Jump to Main Content
Developmental toxicity of the common UV filter, benophenone-2, in zebrafish embryos
- Fong, Henry C.H., Ho, Jeff C.H., Cheung, Angela H.Y., Lai, K.P., Tse, William K.F.
- Chemosphere 2016 v.164 pp. 413-420
- Danio rerio, UV filters, abnormal development, brain, developmental stages, developmental toxicity, endocrine-disrupting chemicals, hormones, humans, in situ hybridization, lipids, metabolism, models, neural crest, screening, staining, sunscreens, toxicology, ultraviolet radiation, yolk sac
- Benozophenone (BP) type UV filters are extensively used in the personal care products to provide protection against the harmful effects of UV radiation. BPs are one of the primary components in the UV filter family, in which benophenone-2 (BP2) is widely used as a UV filter reagent in the sunscreen. Humans used these personal care products directly on skin and the chemicals will be washed away to the water system. BP2 has been identified as one of the endocrine disruptor chemicals, which can inference the synthesis, metabolism, and action of endogenous hormones. Environmentally, it has been found to contaminate water worldwide.
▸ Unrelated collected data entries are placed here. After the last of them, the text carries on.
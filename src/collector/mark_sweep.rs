//=============================================
// fiberhost/src/collector/mark_sweep.rs
//=============================================
// Author: Fiberhost Contributors
// License: MIT
// Goal: In-process conservative mark-and-sweep heap
// Objective: Give the scheduler a collector with the same stack model as bdwgc
//=============================================

//! A small conservative collector.
//!
//! Roots are the running stack, from the caller's stack pointer up to the
//! current stack bottom, plus whatever the [`RootScanChain`] pushes. Any
//! word that points into a block keeps that block alive, and live blocks
//! are scanned the same way. Collections run automatically every
//! `threshold` allocations.

use std::cell::UnsafeCell;
use std::collections::{BTreeMap, HashSet};
use std::mem;
use std::ptr::{self, NonNull};
use std::sync::atomic::{AtomicU64, AtomicUsize, Ordering};

use parking_lot::RawMutex;
use parking_lot::lock_api::RawMutex as _;
use serde::Serialize;
use tracing::{debug, warn};

use super::{Collector, RootScanChain, RootSink};
use crate::fiber::{StackBounds, current_sp};

const WORD: usize = mem::size_of::<usize>();

/// Outcome of one collection.
#[derive(Debug, Clone, Copy, Default, PartialEq, Eq, Serialize)]
pub struct CollectStats {
    /// Blocks that survived.
    pub live: usize,
    /// Blocks released.
    pub freed: usize,
    /// Extra ranges pushed by the root chain.
    pub extra_ranges: usize,
    /// Stack and block words examined.
    pub scanned_words: usize,
}

/// Lifetime counters of a heap.
#[derive(Debug, Clone, Copy, Default, PartialEq, Eq, Serialize)]
pub struct HeapStats {
    pub allocated: u64,
    pub freed: u64,
    pub live: usize,
    pub collections: u64,
}

#[derive(Default)]
struct HeapState {
    blocks: BTreeMap<usize, Box<[usize]>>,
    since_collect: usize,
    allocated: u64,
    freed: u64,
}

impl HeapState {
    fn block_containing(&self, word: usize) -> Option<usize> {
        let (&base, block) = self.blocks.range(..=word).next_back()?;
        (word < base + block.len() * WORD).then_some(base)
    }
}

/// Conservative mark-and-sweep heap guarded by an allocation lock.
pub struct MarkSweepHeap {
    lock: RawMutex,
    state: UnsafeCell<HeapState>,
    stack_bottom: AtomicUsize,
    main_stack_base: usize,
    threshold: usize,
    collections: AtomicU64,
    chain: RootScanChain,
}

// `state` is only touched while `lock` is held.
unsafe impl Sync for MarkSweepHeap {}

impl MarkSweepHeap {
    pub const DEFAULT_THRESHOLD: usize = 4096;

    /// Creates a heap whose running stack initially ends at
    /// `main_stack_base`.
    pub fn new(main_stack_base: usize) -> Self {
        Self {
            lock: RawMutex::INIT,
            state: UnsafeCell::new(HeapState::default()),
            stack_bottom: AtomicUsize::new(main_stack_base),
            main_stack_base,
            threshold: Self::DEFAULT_THRESHOLD,
            collections: AtomicU64::new(0),
            chain: RootScanChain::new(),
        }
    }

    /// Sets how many allocations trigger a collection. Zero disables
    /// automatic collection.
    pub fn with_threshold(mut self, threshold: usize) -> Self {
        self.threshold = threshold;
        self
    }

    /// Allocates a zeroed block of `words` machine words.
    pub fn alloc(&self, words: usize) -> NonNull<usize> {
        let mut guard = HeapGuard::acquire(self);
        let state = guard.state();
        if self.threshold > 0 && state.since_collect >= self.threshold {
            self.collect_locked(state);
        }
        let mut block = vec![0usize; words.max(1)].into_boxed_slice();
        let base = block.as_mut_ptr();
        state.blocks.insert(base as usize, block);
        state.since_collect += 1;
        state.allocated += 1;
        // Boxed slices of at least one element are never null.
        NonNull::new(base).unwrap_or(NonNull::dangling())
    }

    /// Runs a full collection now.
    pub fn collect(&self) -> CollectStats {
        let mut guard = HeapGuard::acquire(self);
        self.collect_locked(guard.state())
    }

    /// Whether `addr` points into a block that is still allocated.
    pub fn contains(&self, addr: usize) -> bool {
        let mut guard = HeapGuard::acquire(self);
        guard.state().block_containing(addr).is_some()
    }

    pub fn collections(&self) -> u64 {
        self.collections.load(Ordering::Relaxed)
    }

    pub fn stats(&self) -> HeapStats {
        let mut guard = HeapGuard::acquire(self);
        let state = guard.state();
        HeapStats {
            allocated: state.allocated,
            freed: state.freed,
            live: state.blocks.len(),
            collections: self.collections(),
        }
    }

    fn collect_locked(&self, state: &mut HeapState) -> CollectStats {
        let mut stats = CollectStats::default();
        let mut marked = HashSet::new();
        let mut pending = Vec::new();

        let sp = current_sp();
        let bottom = self.stack_bottom.load(Ordering::Acquire);
        if sp < bottom {
            let running = StackBounds::new(sp, bottom);
            stats.scanned_words += scan(state, running, &mut marked, &mut pending);
        } else {
            warn!(sp, bottom, "stack pointer above stack bottom; skipping running stack");
        }

        let mut extra = RangeSink::default();
        self.chain.push_roots(&mut extra);
        stats.extra_ranges = extra.0.len();
        for range in extra.0 {
            stats.scanned_words += scan(state, range, &mut marked, &mut pending);
        }

        while let Some(base) = pending.pop() {
            let Some(block) = state.blocks.get(&base) else {
                continue;
            };
            stats.scanned_words += block.len();
            for &word in block.iter() {
                if let Some(target) = state.block_containing(word) {
                    if marked.insert(target) {
                        pending.push(target);
                    }
                }
            }
        }

        let before = state.blocks.len();
        state.blocks.retain(|base, _| marked.contains(base));
        stats.live = state.blocks.len();
        stats.freed = before - stats.live;
        state.freed += stats.freed as u64;
        state.since_collect = 0;
        self.collections.fetch_add(1, Ordering::Relaxed);
        debug!(?stats, "collection finished");
        stats
    }
}

impl Collector for MarkSweepHeap {
    fn name(&self) -> &'static str {
        "mark-sweep"
    }

    fn lock(&self) {
        self.lock.lock();
    }

    unsafe fn unlock(&self) {
        unsafe { self.lock.unlock() };
    }

    fn stack_bottom(&self) -> usize {
        self.stack_bottom.load(Ordering::Acquire)
    }

    unsafe fn set_stack_bottom(&self, bottom: usize) {
        self.stack_bottom.store(bottom, Ordering::Release);
    }

    fn main_stack_base(&self) -> usize {
        self.main_stack_base
    }

    fn root_chain(&self) -> &RootScanChain {
        &self.chain
    }
}

impl std::fmt::Debug for MarkSweepHeap {
    fn fmt(&self, f: &mut std::fmt::Formatter<'_>) -> std::fmt::Result {
        f.debug_struct("MarkSweepHeap")
            .field("stack_bottom", &self.stack_bottom())
            .field("threshold", &self.threshold)
            .field("collections", &self.collections())
            .field("chain", &self.chain)
            .finish()
    }
}

struct HeapGuard<'a> {
    heap: &'a MarkSweepHeap,
}

impl<'a> HeapGuard<'a> {
    fn acquire(heap: &'a MarkSweepHeap) -> Self {
        heap.lock.lock();
        Self { heap }
    }

    fn state(&mut self) -> &mut HeapState {
        unsafe { &mut *self.heap.state.get() }
    }
}

impl Drop for HeapGuard<'_> {
    fn drop(&mut self) {
        unsafe { self.heap.lock.unlock() };
    }
}

#[derive(Default)]
struct RangeSink(Vec<StackBounds>);

impl RootSink for RangeSink {
    fn push_range(&mut self, bounds: StackBounds) {
        self.0.push(bounds);
    }
}

fn scan(
    state: &HeapState,
    range: StackBounds,
    marked: &mut HashSet<usize>,
    pending: &mut Vec<usize>,
) -> usize {
    let mut addr = range.low.next_multiple_of(WORD);
    let mut words = 0;
    while addr + WORD <= range.high {
        let word = unsafe { ptr::read_volatile(addr as *const usize) };
        if let Some(base) = state.block_containing(word) {
            if marked.insert(base) {
                pending.push(base);
            }
        }
        addr += WORD;
        words += 1;
    }
    words
}

/// Overwrites dead stack below the caller with zeros, so stale pointers
/// left by returned frames are not mistaken for roots.
#[inline(never)]
pub fn clear_dead_stack() {
    let mut scratch = [0usize; 2048];
    std::hint::black_box(&mut scratch);
}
In this study, we aimed to unfold the possible developmental toxicology of this chemical. Zebrafish are used as the screening model to perform in situ hybridization staining to investigate the effects of BP2 on segmentation, brain regionalization, and facial formation at four developmental stages (10–12 somite, prim-5, 2 and 5 days post-fertilization). Results showed 40 μM (9.85 mg L−1) or above BP2 exposure in zebrafish embryos for 5 days resulted in lipid accumulation in the yolk sac and facial malformation via affecting the lipid processing and the expression of cranial neural crest cells respectively. To conclude, the study alarmed its potential developmental toxicities at high dosage exposure.